+++ INPUT MATERIAL +++

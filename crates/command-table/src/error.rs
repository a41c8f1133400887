#[derive(Debug, thiserror::Error)]
pub enum CommandTableError {
    #[error("command '{0}' is already running")]
    AlreadyRunning(String),

    #[error("no such running command id {0}")]
    UnknownCommandId(u64),

    #[error(transparent)]
    BuilderManager(#[from] builder_manager::BuilderManagerError),

    #[error(transparent)]
    Other(#[from] anyhow::Error),
}
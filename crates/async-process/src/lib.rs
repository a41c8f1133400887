pub use std::process::Command;

#[cfg(unix)]
use std::os::fd::OwnedFd as OwnedImpl;
#[cfg(windows)]
use std::os::fd::OwnedHandle as OwnedImpl;

pub struct Child {
    inner: std::process::Child,
    kill_on_drop: bool,

    pub stdin: Option<ChildStdio>,
    pub stdout: Option<ChildStdio>,
    pub stderr: Option<ChildStdio>,
}

pub type ChildStdio = tokio::fs::File;

impl From<std::process::Child> for Child {
    fn from(mut inner: std::process::Child) -> Self {
        let stdin = map_stdio(inner.stdin.take());
        let stdout = map_stdio(inner.stdout.take());
        let stderr = map_stdio(inner.stderr.take());

        Self {
            inner,
            kill_on_drop: false,
            stdin,
            stdout,
            stderr,
        }
    }
}

impl Child {
    pub fn kill_on_drop(&mut self, v: bool) {
        self.kill_on_drop = v;
    }

    pub async fn wait(mut self) -> std::io::Result<std::process::ExitStatus> {
        let handle = tokio::runtime::Handle::current().spawn_blocking(move || self.inner.wait());
        handle.await.expect("wait does not panic")
    }
}

impl Drop for Child {
    fn drop(&mut self) {
        if self.kill_on_drop {
            _ = self.inner.kill()
        }
    }
}

fn map_stdio<F>(f: Option<F>) -> Option<ChildStdio>
where
    F: Into<OwnedImpl>,
{
    let f: Option<OwnedImpl> = f.map(Into::into);
    let f: Option<std::fs::File> = f.map(Into::into);
    f.map(Into::into)
}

+++

- EXERCISE REQUIREMENTS
What you give back should be exactly the lines of the data above from the line with "pub use std::process::Command;" through the line with "self.kill_on_drop = v;", both of those included, and nothing more.

- RESPONSE AREA
pub use std::process::Command;

#[cfg(unix)]
use std::os::fd::OwnedFd as OwnedImpl;
#[cfg(windows)]
use std::os::fd::OwnedHandle as OwnedImpl;

pub struct Child {
    inner: std::process::Child,
    kill_on_drop: bool,

    pub stdin: Option<ChildStdio>,
    pub stdout: Option<ChildStdio>,
    pub stderr: Option<ChildStdio>,
}

pub type ChildStdio = tokio::fs::File;

impl From<std::process::Child> for Child {
    fn from(mut inner: std::process::Child) -> Self {
        let stdin = map_stdio(inner.stdin.take());
        let stdout = map_stdio(inner.stdout.take());
        let stderr = map_stdio(inner.stderr.take());

        Self {
            inner,
            kill_on_drop: false,
            stdin,
            stdout,
            stderr,
        }
    }
}

impl Child {
    pub fn kill_on_drop(&mut self, v: bool) {
        self.kill_on_drop = v;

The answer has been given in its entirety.